Neill recounted events leading to his departure for Vancouver. It involved black-faced sheep, his "self-starting lawn mowers" at the winery.
"It’s the time of year for the ram to ‘spread his love with the ewes.’ Sadly, YouGo Weaving [named after actor Hugo] died in the course of his duties." You mean to say the ram died, ‘doing it’? "It’s a mystery to this day," he says. "Seventeen ewes, that’s an undemanding workload for a chap who can be expected to keep up to 80 girls content."
He wrote a "ewe-logy" on his blog, entitled ‘Ram Stiff’: "We are not all recovered from the shock of YouGo Weaving popping his clogs on the job only 24 hours ago. The ewes, however, have seemingly taken it all in their sheepy stride and YouGo’s passing has gone quite unremarked.

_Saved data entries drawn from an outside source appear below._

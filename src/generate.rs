//! Synthetic catalog generator for exercising the import pipeline.
//!
//! Each source gets a center drawn uniformly over the sphere's coordinate
//! box, and its observations jitter within a few milli-degrees of that
//! center, so a generated catalog clusters per source the way the importer
//! expects. Rows come out time-sorted, like a real observation log.

use std::fs::File;
use std::io::{BufWriter, Write};
use std::path::Path;

use rand::rngs::StdRng;
use rand::{Rng, SeedableRng};

use crate::catalog::{CatalogRecord, SkyPosition};
use crate::error::Result;

/// Jitter half-width around a source center, in degrees.
const CENTER_JITTER_DEG: f64 = 0.001;

/// Julian date of the start of the observation year.
const JD_EPOCH: f64 = 2_460_311.0;

#[derive(Debug, Clone, Copy)]
pub struct GenerateConfig {
    /// Number of distinct sources, ids 1..=sources.
    pub sources: u32,
    /// Observations per source.
    pub records_per_source: u32,
    /// RNG seed; the same seed reproduces the same catalog.
    pub seed: u64,
}

/// Generate a time-sorted synthetic catalog.
pub fn generate_catalog(config: &GenerateConfig) -> Vec<CatalogRecord> {
    let mut rng = StdRng::seed_from_u64(config.seed);
    let mut records =
        Vec::with_capacity(config.sources as usize * config.records_per_source as usize);

    for source_id in 1..=config.sources {
        let ra_center = rng.gen_range(0.0..360.0);
        let dec_center = rng.gen_range(-90.0..90.0);

        for _ in 0..config.records_per_source {
            let ra = ra_center + rng.gen_range(-CENTER_JITTER_DEG..=CENTER_JITTER_DEG);
            let dec = dec_center + rng.gen_range(-CENTER_JITTER_DEG..=CENTER_JITTER_DEG);

            records.push(CatalogRecord {
                timestamp: random_timestamp(&mut rng),
                source_id,
                position: SkyPosition::new(ra, dec),
                magnitude: rng.gen_range(8.0..18.0),
                time_value: JD_EPOCH + rng.gen_range(0.0..365.0),
            });
        }
    }

    records.sort_by(|a, b| a.timestamp.cmp(&b.timestamp));
    records
}

/// Write the catalog in the importer's input format.
pub fn write_catalog(path: &Path, records: &[CatalogRecord]) -> Result<()> {
    let mut out = BufWriter::new(File::create(path)?);
    writeln!(out, "ts,source_id,ra,dec,mag,jd_tcb")?;
    for record in records {
        writeln!(
            out,
            "{},{},{:.6},{:.6},{:.2},{:.6}",
            record.timestamp,
            record.source_id,
            record.position.ra_deg(),
            record.position.dec_deg(),
            record.magnitude,
            record.time_value,
        )?;
    }
    out.flush()?;
    Ok(())
}

/// A uniformly random second within 2024, formatted so lexicographic order
/// is chronological order.
fn random_timestamp(rng: &mut StdRng) -> String {
    // 2024 is a leap year.
    const MONTH_DAYS: [u32; 12] = [31, 29, 31, 30, 31, 30, 31, 31, 30, 31, 30, 31];

    let mut day_of_year = rng.gen_range(0..366u32);
    let mut month = 1;
    for days in MONTH_DAYS {
        if day_of_year < days {
            break;
        }
        day_of_year -= days;
        month += 1;
    }
    let day = day_of_year + 1;

    format!(
        "2024-{month:02}-{day:02} {:02}:{:02}:{:02}",
        rng.gen_range(0..24u32),
        rng.gen_range(0..60u32),
        rng.gen_range(0..60u32),
    )
}
use std::path::{Path, PathBuf};
use std::process;
use std::sync::Arc;
use std::time::{Duration, Instant};

use clap::{Parser, Subcommand};
use indicatif::{ProgressBar, ProgressStyle};

use skyshard::catalog::{read_catalog, SkyPosition};
use skyshard::generate::{generate_catalog, write_catalog, GenerateConfig};
use skyshard::ingest::pool::ConnectionPool;
use skyshard::ingest::queue::TaskQueue;
use skyshard::ingest::stats::StatsAggregator;
use skyshard::ingest::worker::run_import;
use skyshard::ingest::{group, ImportTask};
use skyshard::partition::{plan, Plan, PlanConfig};
use skyshard::query::{nearest_batch, InflightLimiter, QueryEngine};
use skyshard::report::{write_run_report, write_source_map, RunSummary};
use skyshard::storage::{MemoryStorage, StorageConnector};
use skyshard::Result;

#[derive(Parser)]
#[command(name = "skyshard", about = "Adaptive HEALPix catalog sharding")]
struct Cli {
    #[command(subcommand)]
    command: Commands,
}

#[derive(Subcommand)]
enum Commands {
    /// Generate a synthetic observation catalog.
    Generate {
        /// Output path for the generated CSV.
        #[arg(long, default_value = "generated_catalog.csv")]
        output: PathBuf,

        /// Number of distinct sources.
        #[arg(long, default_value = "100000")]
        sources: u32,

        /// Observations per source.
        #[arg(long, default_value = "100")]
        records_per_source: u32,

        /// RNG seed; reruns with the same seed produce the same catalog.
        #[arg(long, default_value = "42")]
        seed: u64,
    },

    /// Partition a catalog and bulk-load it into storage.
    Import {
        /// Path to the catalog CSV (ts,source_id,ra,dec,mag,jd_tcb).
        input: PathBuf,

        /// Output path for the source-to-partition map CSV.
        #[arg(long, default_value = "source_map.csv")]
        map_out: PathBuf,

        /// Output path for the run report.
        #[arg(long, default_value = "import_report.txt")]
        report_out: PathBuf,

        /// HEALPix depth of the base tessellation.
        #[arg(long, default_value = "6")]
        base_depth: u8,

        /// HEALPix depth inside refined cells.
        #[arg(long, default_value = "8")]
        fine_depth: u8,

        /// Refine a base cell when its population exceeds this.
        #[arg(long, default_value = "10000")]
        threshold: u64,

        /// Rows per batch write.
        #[arg(long, default_value = "500")]
        batch_size: usize,

        /// Number of import worker threads.
        #[arg(long, default_value = "8")]
        workers: usize,

        /// Number of storage connections to open.
        #[arg(long, default_value = "8")]
        pool_size: usize,
    },

    /// Import a catalog in memory and time proximity queries against it.
    QueryBench {
        /// Path to the catalog CSV.
        input: PathBuf,

        /// HEALPix depth of the base tessellation.
        #[arg(long, default_value = "6")]
        base_depth: u8,

        /// HEALPix depth inside refined cells.
        #[arg(long, default_value = "8")]
        fine_depth: u8,

        /// Refine a base cell when its population exceeds this.
        #[arg(long, default_value = "10000")]
        threshold: u64,

        /// Number of nearest-neighbour targets to sample.
        #[arg(long, default_value = "500")]
        nn_targets: usize,

        /// Number of cone-search targets to sample.
        #[arg(long, default_value = "100")]
        cone_targets: usize,

        /// Cap on concurrent nearest-neighbour queries.
        #[arg(long, default_value = "16")]
        max_inflight: usize,
    },
}

/// Shared import driver: plan, queue, pool, workers, progress.
fn import_into(
    storage: &MemoryStorage,
    input: &Path,
    config: &PlanConfig,
    batch_size: usize,
    workers: usize,
    pool_size: usize,
    show_progress: bool,
) -> Result<(Plan, Vec<skyshard::catalog::CatalogRecord>, Arc<StatsAggregator>, u64, Duration)> {
    config.validate()?;
    let records = read_catalog(input)?;
    eprintln!("Loaded {} records from {}", records.len(), input.display());

    let p = plan(&records, config);
    eprintln!(
        "Plan: {} occupied cells, {} refined (threshold {})",
        p.report.occupied_cells, p.report.refined_cells, config.threshold
    );

    let tasks: Vec<ImportTask> = group(&records, &p.assignments);
    let tasks_total = tasks.len() as u64;
    let total_rows = records.len() as u64;

    let pool = ConnectionPool::new(storage, pool_size)?;
    let queue = TaskQueue::new();
    for task in tasks {
        queue.push(task);
    }
    queue.close();

    let stats = Arc::new(StatsAggregator::new());
    let bar = if show_progress {
        let bar = ProgressBar::new(total_rows);
        bar.set_style(
            ProgressStyle::with_template(
                "{bar:40.cyan/blue} {pos}/{len} rows ({per_sec}, eta {eta})",
            )
            .unwrap_or_else(|_| ProgressStyle::default_bar()),
        );
        Some(bar)
    } else {
        None
    };

    let t0 = Instant::now();
    std::thread::scope(|scope| {
        let monitor = bar.as_ref().map(|bar| {
            let stats = Arc::clone(&stats);
            scope.spawn(move || loop {
                let snap = stats.snapshot();
                bar.set_position(snap.total());
                if snap.tasks_done >= tasks_total {
                    break;
                }
                std::thread::sleep(Duration::from_millis(100));
            })
        });

        run_import(&records, &queue, &pool, batch_size, &stats, workers);

        if let Some(monitor) = monitor {
            let _ = monitor.join();
        }
    });
    let elapsed = t0.elapsed();

    if let Some(bar) = bar {
        bar.finish_and_clear();
    }

    Ok((p, records, stats, tasks_total, elapsed))
}

fn cmd_generate(output: &Path, config: &GenerateConfig) -> Result<()> {
    let records = generate_catalog(config);
    write_catalog(output, &records)?;
    println!(
        "Generated {} records ({} sources) to {}",
        records.len(),
        config.sources,
        output.display()
    );
    Ok(())
}

#[allow(clippy::too_many_arguments)]
fn cmd_import(
    input: &Path,
    map_out: &Path,
    report_out: &Path,
    config: &PlanConfig,
    batch_size: usize,
    workers: usize,
    pool_size: usize,
) -> Result<()> {
    let storage = MemoryStorage::new();
    let (p, records, stats, tasks_total, elapsed) =
        import_into(&storage, input, config, batch_size, workers, pool_size, true)?;

    write_source_map(map_out, &records, &p.assignments)?;
    eprintln!("Wrote source map to {}", map_out.display());

    let snap = stats.snapshot();
    let summary = RunSummary {
        input,
        config: *config,
        population: p.report,
        stats: snap,
        tasks_total,
        shard_count: storage.shard_count(),
        workers,
        pool_size,
        batch_size,
        elapsed,
    };
    write_run_report(report_out, &summary)?;
    eprintln!("Wrote run report to {}", report_out.display());

    println!(
        "Imported {}/{} rows in {:.2}s ({} shards, {} failed)",
        snap.success,
        snap.total(),
        elapsed.as_secs_f64(),
        storage.shard_count(),
        snap.error,
    );
    Ok(())
}

fn cmd_query_bench(
    input: &Path,
    config: &PlanConfig,
    nn_targets: usize,
    cone_targets: usize,
    max_inflight: usize,
) -> Result<()> {
    let storage = MemoryStorage::new();
    let (p, records, stats, _, import_elapsed) =
        import_into(&storage, input, config, 500, 8, 8, false)?;
    let snap = stats.snapshot();
    eprintln!(
        "Imported {} rows in {:.2}s, running queries",
        snap.success,
        import_elapsed.as_secs_f64()
    );

    // Every k-th record, so targets spread over the whole input.
    let sample = |count: usize| -> Vec<SkyPosition> {
        if records.is_empty() || count == 0 {
            return Vec::new();
        }
        let step = (records.len() / count).max(1);
        records
            .iter()
            .step_by(step)
            .take(count)
            .map(|r| r.position)
            .collect()
    };

    let targets = sample(nn_targets);
    let limiter = InflightLimiter::new(max_inflight);
    let pool = ConnectionPool::new(&storage, max_inflight.min(8).max(1))?;

    let t0 = Instant::now();
    let results = nearest_batch(&targets, &p.scheme, &pool, &limiter);
    let nn_elapsed = t0.elapsed();

    let mut found = 0usize;
    let mut misses = 0usize;
    let mut errors = 0usize;
    for result in &results {
        match result {
            Ok(Some(_)) => found += 1,
            Ok(None) => misses += 1,
            Err(_) => errors += 1,
        }
    }
    println!(
        "nearest: {} targets in {:.3}s ({:.1} q/s): {} found, {} empty, {} errors",
        targets.len(),
        nn_elapsed.as_secs_f64(),
        targets.len() as f64 / nn_elapsed.as_secs_f64().max(1e-9),
        found,
        misses,
        errors,
    );

    let cone_sample = sample(cone_targets);
    let mut engine = QueryEngine::new(storage.connect()?, &p.scheme);
    for radius in [0.01, 0.05, 0.1, 0.5, 1.0] {
        let t0 = Instant::now();
        let mut hits = 0usize;
        for target in &cone_sample {
            hits += engine.cone(target, radius)?.len();
        }
        let elapsed = t0.elapsed();
        println!(
            "cone r={radius:<5}: {} targets in {:.3}s ({:.1} q/s), {:.1} hits/query",
            cone_sample.len(),
            elapsed.as_secs_f64(),
            cone_sample.len() as f64 / elapsed.as_secs_f64().max(1e-9),
            hits as f64 / cone_sample.len().max(1) as f64,
        );
    }
    Ok(())
}

fn main() {
    tracing_subscriber::fmt()
        .with_env_filter(
            tracing_subscriber::EnvFilter::try_from_default_env()
                .unwrap_or_else(|_| tracing_subscriber::EnvFilter::new("info")),
        )
        .with_writer(std::io::stderr)
        .init();

    let cli = Cli::parse();

    let outcome = match &cli.command {
        Commands::Generate {
            output,
            sources,
            records_per_source,
            seed,
        } => {
            let config = GenerateConfig {
                sources: *sources,
                records_per_source: *records_per_source,
                seed: *seed,
            };
            cmd_generate(output, &config)
        }
        Commands::Import {
            input,
            map_out,
            report_out,
            base_depth,
            fine_depth,
            threshold,
            batch_size,
            workers,
            pool_size,
        } => {
            let config = PlanConfig {
                base_depth: *base_depth,
                fine_depth: *fine_depth,
                threshold: *threshold,
            };
            cmd_import(
                input,
                map_out,
                report_out,
                &config,
                *batch_size,
                *workers,
                *pool_size,
            )
        }
        Commands::QueryBench {
            input,
            base_depth,
            fine_depth,
            threshold,
            nn_targets,
            cone_targets,
            max_inflight,
        } => {
            let config = PlanConfig {
                base_depth: *base_depth,
                fine_depth: *fine_depth,
                threshold: *threshold,
            };
            cmd_query_bench(input, &config, *nn_targets, *cone_targets, *max_inflight)
        }
    };

    if let Err(err) = outcome {
        eprintln!("error: {err}");
        process::exit(1);
    }
}
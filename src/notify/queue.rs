use crossbeam_channel::{Receiver, Sender, TrySendError, bounded};

/// Bounded queue that makes room for new items by discarding the oldest.
///
/// Producers never block. The consumer side is a plain channel receiver.
#[derive(Debug, Clone)]
pub struct DropOldestQueue<T> {
    tx: Sender<T>,
    rx: Receiver<T>,
}

impl<T> DropOldestQueue<T> {
    pub fn new(depth: usize) -> Self {
        let (tx, rx) = bounded(depth.max(1));
        Self { tx, rx }
    }

    /// Enqueues `item`, returning the item evicted to make room, if any.
    pub fn push(&self, item: T) -> Option<T> {
        let mut item = item;
        let mut evicted = None;
        loop {
            match self.tx.try_send(item) {
                Ok(()) => return evicted,
                Err(TrySendError::Full(back)) => {
                    item = back;
                    if let Ok(oldest) = self.rx.try_recv() {
                        evicted.get_or_insert(oldest);
                    }
                }
                // Unreachable while `self.rx` is alive.
                Err(TrySendError::Disconnected(back)) => return Some(back),
            }
        }
    }

    pub fn receiver(&self) -> Receiver<T> {
        self.rx.clone()
    }

    pub fn len(&self) -> usize {
        self.rx.len()
    }

    pub fn is_empty(&self) -> bool {
        self.rx.is_empty()
    }
}
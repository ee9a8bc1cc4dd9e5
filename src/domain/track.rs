/// What the receiver reports as currently playing.
///
/// A new value always replaces the previous one as a whole.
#[derive(Debug, Clone, Default, PartialEq, Eq)]
pub struct TrackMetadata {
    pub title: Option<String>,
    pub artist: Option<String>,
    pub album: Option<String>,
}

impl TrackMetadata {
    pub fn new(title: Option<&str>, artist: Option<&str>, album: Option<&str>) -> Self {
        Self {
            title: title.map(str::to_string),
            artist: artist.map(str::to_string),
            album: album.map(str::to_string),
        }
    }

    pub fn field(&self, field: MetadataField) -> Option<&str> {
        match field {
            MetadataField::Title => self.title.as_deref(),
            MetadataField::Artist => self.artist.as_deref(),
            MetadataField::Album => self.album.as_deref(),
        }
    }

    pub fn set_field(&mut self, field: MetadataField, value: Option<String>) {
        match field {
            MetadataField::Title => self.title = value,
            MetadataField::Artist => self.artist = value,
            MetadataField::Album => self.album = value,
        }
    }
}

#[derive(Debug, Clone, Copy, PartialEq, Eq, Hash)]
pub enum MetadataField {
    Title,
    Artist,
    Album,
}

impl MetadataField {
    pub const ALL: [MetadataField; 3] = [Self::Title, Self::Artist, Self::Album];
}

/// Whether the audio device is reachable, as far as the source can tell.
///
/// Only sources with an explicit availability signal ever leave `Unknown`.
#[derive(Debug, Clone, Copy, Default, PartialEq, Eq)]
pub enum DeviceAvailability {
    #[default]
    Unknown,
    Online,
    Offline,
}
//! Adapters that turn an external now-playing feed into [`SourceEvent`]s.
//!
//! A source is just an endless iterator of events. Each adapter handles its own
//! reconnects and reports failures as `SourceError` events instead of ending.

use std::thread::{self, JoinHandle};

use crossbeam_channel::Sender;
use log::debug;
use thiserror::Error;

use crate::{
    config::SourceConfig,
    domain::event::SourceEvent,
    source::{device::DevicePoller, discovery::HttpNowPlayingClient, mqtt::BusSubscriber},
};

pub mod backoff;
pub mod device;
pub mod discovery;
pub mod mqtt;

#[derive(Debug, Error)]
pub enum SourceError {
    #[error("connection error: {0}")]
    Connection(String),

    #[error("device '{0}' not found")]
    NotFound(String),

    #[error("device query failed: {0}")]
    Query(String),
}

pub trait Source: Iterator<Item = SourceEvent> + Send {}

impl<T> Source for T where T: Iterator<Item = SourceEvent> + Send {}

/// Builds the adapter selected by the configuration.
pub fn build(config: SourceConfig<'_>) -> Box<dyn Source> {
    match config {
        SourceConfig::Mqtt(mqtt) => Box::new(BusSubscriber::new(mqtt)),
        SourceConfig::Device(device) => Box::new(DevicePoller::new(
            HttpNowPlayingClient::new(device),
            device.poll_interval(),
        )),
    }
}

/// Moves events from a source into the pipeline queue.
///
/// A full queue blocks the source, so nothing it produced is dropped.
pub fn spawn_pump<S>(source: S, queue: Sender<SourceEvent>) -> JoinHandle<()>
where
    S: Source + 'static,
{
    thread::spawn(move || {
        for event in source {
            if queue.send(event).is_err() {
                debug!("event queue closed, stopping source");
                return;
            }
        }
        debug!("source ended");
    })
}
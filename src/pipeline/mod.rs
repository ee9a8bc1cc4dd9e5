//! Wires a source, the change detector and the transcode worker together.

use std::{
    sync::Arc,
    thread::{self, JoinHandle},
};

use crossbeam_channel::{bounded, unbounded};

use crate::{
    artwork::{
        store::ArtworkStore,
        transcode::{self, Transcoder},
    },
    notify::NotifierHandle,
    pipeline::detector::ChangeDetector,
    source::{self, Source},
};

pub mod detector;

pub struct Pipeline {
    pump: JoinHandle<()>,
    detector: JoinHandle<()>,
    transcoder: JoinHandle<()>,
}

impl Pipeline {
    /// Spawns the pipeline threads. Events flow until `source` ends.
    pub fn start<S>(
        source: S,
        transcoder: Transcoder,
        store: Arc<ArtworkStore>,
        notifier: NotifierHandle,
        queue_depth: usize,
    ) -> Self
    where
        S: Source + 'static,
    {
        let (events_tx, events_rx) = bounded(queue_depth);
        let (jobs_tx, jobs_rx) = bounded(queue_depth);
        // Unbounded so the worker never waits on a detector that is waiting on it.
        let (outcomes_tx, outcomes_rx) = unbounded();

        let transcoder = transcode::spawn_worker(transcoder, jobs_rx, outcomes_tx);
        let detector = ChangeDetector::new(store, notifier);
        let detector = thread::spawn(move || detector.run(events_rx, jobs_tx, outcomes_rx));
        let pump = source::spawn_pump(source, events_tx);

        Self {
            pump,
            detector,
            transcoder,
        }
    }

    pub fn join(self) -> thread::Result<()> {
        self.pump.join()?;
        self.detector.join()?;
        self.transcoder.join()
    }
}
use std::time::Duration;

/// Exponential delay between reconnect attempts, capped at a ceiling.
#[derive(Debug, Clone)]
pub struct Backoff {
    base: Duration,
    cap: Duration,
    attempt: u32,
}

impl Backoff {
    pub fn new(base: Duration, cap: Duration) -> Self {
        Self {
            base,
            cap: cap.max(base),
            attempt: 0,
        }
    }

    /// Delay to wait before the next attempt; doubles on every call.
    pub fn next_delay(&mut self) -> Duration {
        let exponent = self.attempt.min(16);
        self.attempt = self.attempt.saturating_add(1);
        self.base
            .checked_mul(1u32 << exponent)
            .unwrap_or(self.cap)
            .min(self.cap)
    }

    pub fn reset(&mut self) {
        self.attempt = 0;
    }

    pub fn attempts(&self) -> u32 {
        self.attempt
    }
}

impl Default for Backoff {
    fn default() -> Self {
        Self::new(Duration::from_millis(500), Duration::from_secs(30))
    }
}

George GleeGun [the replacement ram] arrived in style in his personalized trailer and was immediately mobbed by adoring fans and they have forgotten the previous incumbent overnight. On alighting, he set to work immediately, getting on with the job."
Back at the vineyards, the high-maintenance Pinot Noir grapes are a labour of love. "When you pay rather more than you think you should for Pinot Noir, it’s because it’s very expensive to produce. We do the pruning, picking, thinning, by hand as opposed to something like Sauvignon Blanc, which is produced in an industrialized way with machines and tractors.
He aspires to bottle the best Pinot Noir in the world. "Let’s not sell ourselves short," he says. "We’re absolutely striving for excellence. I would not settle for anything mediocre."
Neill heads to Hollywood after the wine festival. He’s playing a character in an ABC-TV series, Happy Town, which launches Wednesday. The series revolves around a mystery in small-town America, a town haunted by unsolved kidnappings. Neill’s dapper but outsider character owns a film memorabilia shop in the town.
One of Neill’s favourite projects in which he and Peter O’Toole starred, fell victim to Miramax studio’s demise. "It’s called Dean Spanley, and it hasn’t seen the light of day in North America. It’s stuck in a vault. It’s about reincarnation, dogs . . . and wine. Tokay [a Hungarian wine] has a sort of rather alarming effect on my character. When he has a glass, he’s inclined to remember of number of previous lives," he says.
Acting, in his ever-humble opinion, was never planned. "It was a process of elimination, maybe, and about the only thing I could do with a reasonable level of competence. Clearly, accounting was out of the question, as I can’t add, and I don’t have a stomach for soldiering, so I was left with acting."
Okay, stop! That’s getting into self-flagellating territory. He’s a terrific actor.
And for the record, Neill is sort of like a good Pinot Noir. Light but complex and not overly tannic, although he doesn’t strike me as high-maintenance.
And I can say from up-close inspection, he does not resemble a Staffordshire terrier.